Is investing in shares right for me?

There is no question investing in shares can be fun and financially rewarding. I know the possibility of earning considerably higher returns on my savings than the pitiful rates really appeals to me, but I can fully appreciate that it isn’t for everybody.

How old are you?

I always think a persons can affect the reasons for investing in the stock market. Let’s look at two examples as to why I believe this.

My dad is retired and in his 60s. He has worked hard all his life and has some money saved. His main focus in life now is enjoying his retirement. He is happy, he has enough to live comfortably and he doesn’t have the desire to risk his money. I totally understand this view, it makes sense.

I’m in my 20s and I love the stock market. I have enough money to live and enough money to invest in the stock market. I am personally taking a long term view with my stock market investments. If I can earn a modest 12% per year, in 25 years my money will increase by around 17 times.

In 25 years time, my dad may no longer be here, I sure hope he is though! Can you see where i’m coming from?

Can you afford to lose?

There is no doubt investing in stocks involves considerable risk. To find out more about the risks involved, feel free to check out my stock market risk page.

It is important to make sure that you are still financially comfortable if your investment in the stock market down considerably.

If money is tight and you have kids to feed and a big mortgage to pay, investing in shares may not be appropriate for you at this time.

A wise investment strategy is to only invest money that you can comfortably afford to lose. Whilst it is unlikely you would ever lose all the money you invest in stocks, especially if you invest in blue chips, anything is possible. Always be prepared for the worst case scenario.

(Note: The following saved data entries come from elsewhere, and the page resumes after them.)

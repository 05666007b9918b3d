//! Engine lifecycle and the application-facing API (spec §6): `connect`,
//! `bind`/`accept`, `rsv_stream`/`read`/`write`/`close_stream`, and the
//! multiplexed `ready` wake-up, layered over [`qconnection`]'s per-connection
//! transport core.
//!
//! Everything below the connection boundary — frame codec, stream
//! reassembly, ACK/loss/congestion, CID lifecycle, the state machine itself
//! — lives in [`qconnection`], [`qrecovery`] and [`qcongestion`]; this crate
//! only adds the process-wide bookkeeping (CID/address demux tables, accept
//! queues, the shared buffer pool) and the locking/notification an
//! application needs to drive many connections concurrently.

pub mod config;
pub mod engine;
pub mod error;
pub mod handle;
pub mod listener;
pub mod stream;

pub use config::Config;
pub use engine::{Datagram, Engine};
pub use error::ApiError;
pub use handle::ConnectionHandle;
pub use listener::Listener;
pub use stream::Stream;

Can you handle the volatility?

Do you feel you would be able to handle the constant fluctuations in your investment value? Every day the market is open, your investment value will fluctuate. Some investors get overly emotional and are unable to handle the constant ups and downs. Unfortunately this can lead to rash behavior, such as selling shares at the wrong time and losing money.

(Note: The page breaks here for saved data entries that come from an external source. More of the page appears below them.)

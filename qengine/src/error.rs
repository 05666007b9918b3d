//! Errors the application-facing API (spec §6) can return, distinct from
//! [`qbase::error::QuicError`] which only ever describes wire-protocol faults.

use std::net::SocketAddr;

use qbase::error::QuicError;

/// Failure of one of the abstract operations in spec §6.
#[derive(Debug, thiserror::Error)]
pub enum ApiError {
    /// The connection-level protocol error that closed the connection, if
    /// this call raced a close caused by one.
    #[error(transparent)]
    Quic(#[from] QuicError),
    /// The connection (or stream) is already closed; no further I/O is possible.
    #[error("connection closed")]
    Closed,
    /// A timeout passed to `accept`/`ready`/`read` elapsed with nothing ready.
    #[error("operation timed out")]
    Timeout,
    /// `read_stream`/`write`/`close_stream` named a stream that doesn't
    /// exist (either never reserved, or already garbage-collected).
    #[error("no such stream")]
    NoSuchStream,
    /// `connect`/`deliver` referenced an address with no listener bound.
    #[error("no listener bound on {0}")]
    NoSuchListener(SocketAddr),
    /// The engine has no connection known by the CID a packet named.
    #[error("unknown connection")]
    UnknownConnection,
}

If you are a cool customer, you will probably be fine. However, if you are likely to be nervous and checking your investments every five minutes, then investing in the stock market may not be for you.

Personally, when I started buying shares, I did watch them all the time. It drove me crazy! It took me many months to emotionally detach myself.

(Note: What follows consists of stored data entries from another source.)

//! The outgoing byte buffer for one stream direction.
//!
//! Bytes are appended by the application via [`SendBuf::write`] and handed
//! out to the packet assembler via [`SendBuf::pick_up`]. Once a range is
//! acknowledged it is trimmed from the front; until then it stays available
//! so a lost packet's region can be re-emitted byte-for-byte.

use std::collections::VecDeque;

use bytes::Bytes;

/// One contiguous run of bytes buffered for sending, anchored at an absolute
/// stream offset.
#[derive(Debug)]
struct Segment {
    offset: u64,
    data: Bytes,
}

impl Segment {
    fn end(&self) -> u64 {
        self.offset + self.data.len() as u64
    }
}

/// Buffers unacknowledged outgoing stream bytes and tracks which ranges have
/// been acknowledged, so a contiguous acked prefix can be dropped and a lost
/// range can be re-read verbatim.
#[derive(Debug, Default)]
pub struct SendBuf {
    segments: VecDeque<Segment>,
    /// Offset of the first byte not yet fully acknowledged.
    acked_to: u64,
    /// Disjoint, ascending acked ranges beyond `acked_to` (gaps left by
    /// out-of-order acks), each `(start, end)`.
    acked_gaps: Vec<(u64, u64)>,
    /// Total bytes ever written.
    written: u64,
    /// How far the packet assembler has already drawn from (not necessarily acked).
    sent: u64,
}

impl SendBuf {
    /// Append application bytes to the tail of the stream.
    pub fn write(&mut self, data: Bytes) {
        if data.is_empty() {
            return;
        }
        let offset = self.written;
        self.written += data.len() as u64;
        self.segments.push_back(Segment { offset, data });
    }

    pub fn written(&self) -> u64 {
        self.written
    }

    pub fn sent(&self) -> u64 {
        self.sent
    }

    pub fn acked_to(&self) -> u64 {
        self.acked_to
    }

    /// Whether there is fresh (never-sent) data waiting.
    pub fn has_pending(&self) -> bool {
        self.sent < self.written
    }

    /// Draw up to `max_len` bytes of never-before-sent data, advancing the
    /// send cursor. Returns `(offset, bytes)`.
    pub fn pick_up(&mut self, max_len: usize) -> Option<(u64, Bytes)> {
        if !self.has_pending() {
            return None;
        }
        let offset = self.sent;
        let bytes = self.slice(offset, max_len.min((self.written - offset) as usize))?;
        self.sent += bytes.len() as u64;
        Some((offset, bytes))
    }

    /// Re-read an already-sent range verbatim, for retransmission after loss.
    /// The range must not yet be (fully) acknowledged, and must still be buffered.
    pub fn retransmit(&self, offset: u64, len: usize) -> Option<Bytes> {
        self.slice(offset, len)
    }

    /// Read `len` bytes starting at `offset` out of the buffered segments,
    /// copying across segment boundaries only when unavoidable.
    fn slice(&self, offset: u64, len: usize) -> Option<Bytes> {
        if len == 0 {
            return Some(Bytes::new());
        }
        let want_end = offset + len as u64;
        // Fast path: entirely within one segment.
        for seg in &self.segments {
            if seg.offset <= offset && want_end <= seg.end() {
                let start = (offset - seg.offset) as usize;
                return Some(seg.data.slice(start..start + len));
            }
        }
        // Slow path: spans multiple segments (shouldn't normally happen since
        // frames are drawn and retransmitted using the same boundaries, but
        // stay correct regardless).
        let mut out = Vec::with_capacity(len);
        let mut cursor = offset;
        for seg in &self.segments {
            if seg.end() <= cursor || seg.offset >= want_end {
                continue;
            }
            let start = cursor.saturating_sub(seg.offset) as usize;
            let end = (want_end.min(seg.end()) - seg.offset) as usize;
            if start >= end {
                continue;
            }
            out.extend_from_slice(&seg.data[start..end]);
            cursor = seg.offset + end as u64;
        }
        (cursor == want_end).then(|| Bytes::from(out))
    }

    /// Record that `[start, end)` has been acknowledged by the peer, and
    /// drop any now-fully-acked prefix from the buffer.
    pub fn ack(&mut self, start: u64, end: u64) {
        if end <= self.acked_to {
            return;
        }
        let start = start.max(self.acked_to);
        if start <= self.acked_to {
            self.acked_to = self.acked_to.max(end);
        } else {
            match self.acked_gaps.binary_search_by_key(&start, |r| r.0) {
                Ok(i) => self.acked_gaps[i].1 = self.acked_gaps[i].1.max(end),
                Err(i) => self.acked_gaps.insert(i, (start, end)),
            }
        }
        // Merge adjacent/overlapping gaps and fold any now-contiguous prefix into `acked_to`.
        self.acked_gaps.sort_unstable_by_key(|r| r.0);
        let mut merged: Vec<(u64, u64)> = Vec::with_capacity(self.acked_gaps.len());
        for (s, e) in self.acked_gaps.drain(..) {
            match merged.last_mut() {
                Some((_, last_end)) if s <= *last_end => *last_end = (*last_end).max(e),
                _ => merged.push((s, e)),
            }
        }
        while matches!(merged.first(), Some((s, _)) if *s <= self.acked_to) {
            let (_, e) = merged.remove(0);
            self.acked_to = self.acked_to.max(e);
        }
        self.acked_gaps = merged;

        // Drop fully-acked segments, trimming a partially-acked leading one.
        while let Some(seg) = self.segments.front_mut() {
            if seg.end() <= self.acked_to {
                self.segments.pop_front();
            } else if seg.offset < self.acked_to {
                let trim = (self.acked_to - seg.offset) as usize;
                seg.data = seg.data.slice(trim..);
                seg.offset = self.acked_to;
                break;
            } else {
                break;
            }
        }
    }

    /// Whether every written byte has been acknowledged.
    pub fn is_all_acked(&self) -> bool {
        self.acked_to >= self.written
    }
}

#[cfg(test)]
mod tests {
    use super::*;

    #[test]
    fn pick_up_then_ack_trims_buffer() {
        let mut buf = SendBuf::default();
        buf.write(Bytes::from_static(b"hello world"));
        let (off, data) = buf.pick_up(5).unwrap();
        assert_eq!(off, 0);
        assert_eq!(&data[..], b"hello");
        buf.ack(0, 5);
        assert_eq!(buf.acked_to(), 5);
    }

    #[test]
    fn retransmit_reads_same_bytes_after_loss() {
        let mut buf = SendBuf::default();
        buf.write(Bytes::from_static(b"abcdefgh"));
        let (off, data) = buf.pick_up(8).unwrap();
        assert_eq!(off, 0);
        let again = buf.retransmit(0, data.len()).unwrap();
        assert_eq!(again, data);
    }

    #[test]
    fn out_of_order_acks_eventually_merge() {
        let mut buf = SendBuf::default();
        buf.write(Bytes::from_static(b"0123456789"));
        buf.pick_up(10).unwrap();
        buf.ack(5, 10);
        assert_eq!(buf.acked_to(), 0);
        buf.ack(0, 5);
        assert_eq!(buf.acked_to(), 10);
        assert!(buf.is_all_acked());
    }
}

One thing you can do to prepare yourself is to play a stock market simulator to help get you used to the volatility before funding an account with a broker.

Do you have the time?

Buying stocks and shares does take time. Long term investing requires the lowest time commitment from you, but it is still going to take time to look at different companies and find stocks you feel are an attractive buy.

Conclusion

In conclusion, there is no question that the stock market offers the opportunity to earn a higher return than the risk free rate offered by your bank, possibly even many times more. However, it is important to be fully aware of the facts before trading.

If you personally feel you can handle the constant volatility of the stock market, have the time and have some money you can comfortably afford to lose, then investing in shares just be exactly what you are looking for.